Abstract

Modeling, control, and stabilization of dynamics of two-dimensional object grasping by using a pair of multijoint robot fingers are investigated under rolling contact constraints and arbitrariness of the geometry of the object and fingertips. First, modeling of rolling motion between 2D rigid bodies with arbitrary shape is treated under the assumption that the two contour curves coincide at the contact point and share the same tangent. The rolling constraints induce the Euler equation of motion that is parameterized by a pair of arclength parameters and constrained onto the kernel space as an orthogonal complement to the image space spanned from all the constraint gradients. Furthermore, it is shown that all the Pfaffian forms of the rolling constraints are integrable in the sense of Frobenius and therefore the rolling contacts are regarded as a holonomic constraint.

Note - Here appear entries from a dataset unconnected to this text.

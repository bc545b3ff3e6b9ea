//! Per-project release listing cache
//!
//! Entries are immutable snapshots shared as `Arc<CatalogEntry>` and replaced
//! wholesale on refresh, so readers never observe a half-written listing.
//! Upstream fetches run with no lock held; the write lock is only taken to
//! install the finished snapshot.

use crate::error::{DocError, DocResult};
use crate::release::{Release, ReleaseSource};
use std::collections::HashMap;
use std::sync::Arc;
use std::time::Duration;
use tokio::sync::RwLock;
use tokio::time::Instant;
use tracing::{debug, info, warn};

/// Cached listing of one project's releases
#[derive(Debug)]
pub struct CatalogEntry {
    project: String,
    /// Ascending by tag; upstream order kept among equal tags
    releases: Vec<Release>,
    fetched_at: Instant,
}

impl CatalogEntry {
    fn new(project: &str, mut releases: Vec<Release>, fetched_at: Instant) -> Self {
        // Stable sort keeps upstream order for duplicate tags
        releases.sort_by(|a, b| a.tag.cmp(&b.tag));
        Self {
            project: project.to_string(),
            releases,
            fetched_at,
        }
    }

    pub fn project(&self) -> &str {
        &self.project
    }

    pub fn releases(&self) -> &[Release] {
        &self.releases
    }

    pub fn fetched_at(&self) -> Instant {
        self.fetched_at
    }

    fn is_fresh(&self, ttl: Duration) -> bool {
        self.fetched_at.elapsed() < ttl
    }
}

/// Release listings with bounded staleness
pub struct ReleaseCatalog {
    source: Arc<dyn ReleaseSource>,
    ttl: Duration,
    fetch_timeout: Duration,
    entries: RwLock<HashMap<String, Arc<CatalogEntry>>>,
}

impl ReleaseCatalog {
    /// Create an empty catalog over `source`
    pub fn new(source: Arc<dyn ReleaseSource>, ttl: Duration, fetch_timeout: Duration) -> Self {
        Self {
            source,
            ttl,
            fetch_timeout,
            entries: RwLock::new(HashMap::new()),
        }
    }

    /// Releases of `project`, ascending by tag
    pub async fn list_releases(&self, project: &str, force_refresh: bool) -> DocResult<Vec<Release>> {
        let entry = self.entry(project, force_refresh).await?;
        Ok(entry.releases().to_vec())
    }

    /// Current snapshot for `project`, refreshing it if stale or forced.
    ///
    /// A failed or empty refresh falls back to the previous snapshot when
    /// one exists; without one the failure is returned.
    pub async fn entry(&self, project: &str, force_refresh: bool) -> DocResult<Arc<CatalogEntry>> {
        if !force_refresh {
            if let Some(entry) = self.cached(project).await {
                if entry.is_fresh(self.ttl) {
                    debug!("Catalog hit for {}", project);
                    return Ok(entry);
                }
            }
        }

        let started = Instant::now();
        match self.fetch(project).await {
            Ok(releases) => {
                if releases.is_empty() {
                    if let Some(previous) = self.cached(project).await {
                        if !previous.releases.is_empty() {
                            warn!(
                                "{} returned no releases for {}, keeping {} cached",
                                self.source.source_name(),
                                project,
                                previous.releases.len()
                            );
                            return Ok(previous);
                        }
                    }
                }

                let entry = Arc::new(CatalogEntry::new(project, releases, started));
                Ok(self.install(entry).await)
            }
            Err(e) => match self.cached(project).await {
                Some(previous) => {
                    warn!("Refreshing releases of {} failed, serving stale: {}", project, e);
                    Ok(previous)
                }
                None => Err(e),
            },
        }
    }

    /// Find a release by tag.
    ///
    /// Exact tag text wins over a semantic match (`v1.0.0` vs `1.0.0`). Tags
    /// missing from the listing are asked of the source directly, which
    /// catches releases published after the listing was cached.
    pub async fn lookup(&self, project: &str, tag: &str) -> DocResult<Release> {
        let entry = self.entry(project, false).await?;
        let releases = entry.releases();

        let found = releases
            .iter()
            .find(|r| r.tag.as_str() == tag)
            .or_else(|| releases.iter().find(|r| r.tag.matches(tag)));
        if let Some(release) = found {
            return Ok(release.clone());
        }

        let unknown = || DocError::UnknownVersion {
            project: project.to_string(),
            version: tag.to_string(),
        };

        match tokio::time::timeout(self.fetch_timeout, self.source.get_release(project, tag)).await
        {
            Ok(Ok(release)) => {
                info!("Found {} {} upstream, not yet in cached listing", project, tag);
                Ok(release)
            }
            Ok(Err(DocError::ReleaseNotFound { .. })) => Err(unknown()),
            Ok(Err(e)) => {
                warn!("Looking up {} {} failed: {}", project, tag, e);
                Err(e)
            }
            Err(_) => {
                warn!("Looking up {} {} timed out", project, tag);
                Err(DocError::source_unavailable(
                    project,
                    format!("lookup of {} timed out", tag),
                ))
            }
        }
    }

    /// Drop the cached listing of `project`
    pub async fn invalidate(&self, project: &str) {
        self.entries.write().await.remove(project);
    }

    async fn cached(&self, project: &str) -> Option<Arc<CatalogEntry>> {
        self.entries.read().await.get(project).cloned()
    }

    async fn fetch(&self, project: &str) -> DocResult<Vec<Release>> {
        debug!(
            "Fetching releases of {} from {}",
            project,
            self.source.source_name()
        );
        tokio::time::timeout(self.fetch_timeout, self.source.list_releases(project))
            .await
            .map_err(|_| {
                DocError::source_unavailable(
                    project,
                    format!("timed out after {}s", self.fetch_timeout.as_secs()),
                )
            })?
    }

    /// Install `entry` unless a racing refresh already installed a newer one
    async fn install(&self, entry: Arc<CatalogEntry>) -> Arc<CatalogEntry> {
        let mut entries = self.entries.write().await;
        match entries.get(&entry.project) {
            Some(existing) if existing.fetched_at > entry.fetched_at => existing.clone(),
            _ => {
                entries.insert(entry.project.clone(), entry.clone());
                entry
            }
        }
    }
}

The Euler-Lagrange equation of motion of the overall fingers/object system is rederived together with a couple of first-order differential equations that express evolution of contact points in terms of quantities of the second fundamental form. A control signal called “blind grasping” is defined and shown to be effective in maintenance or stabilization of grasping without using the details of object shape and parameters or external sensing. An extension of the Dirichlet-Lagrange stability theorem to a system of DOF-redundancy under constraints is discussed by introducing a Morse-Bott function and deriving its Hessian, in a special case that the object to be grasped is a parallelepiped.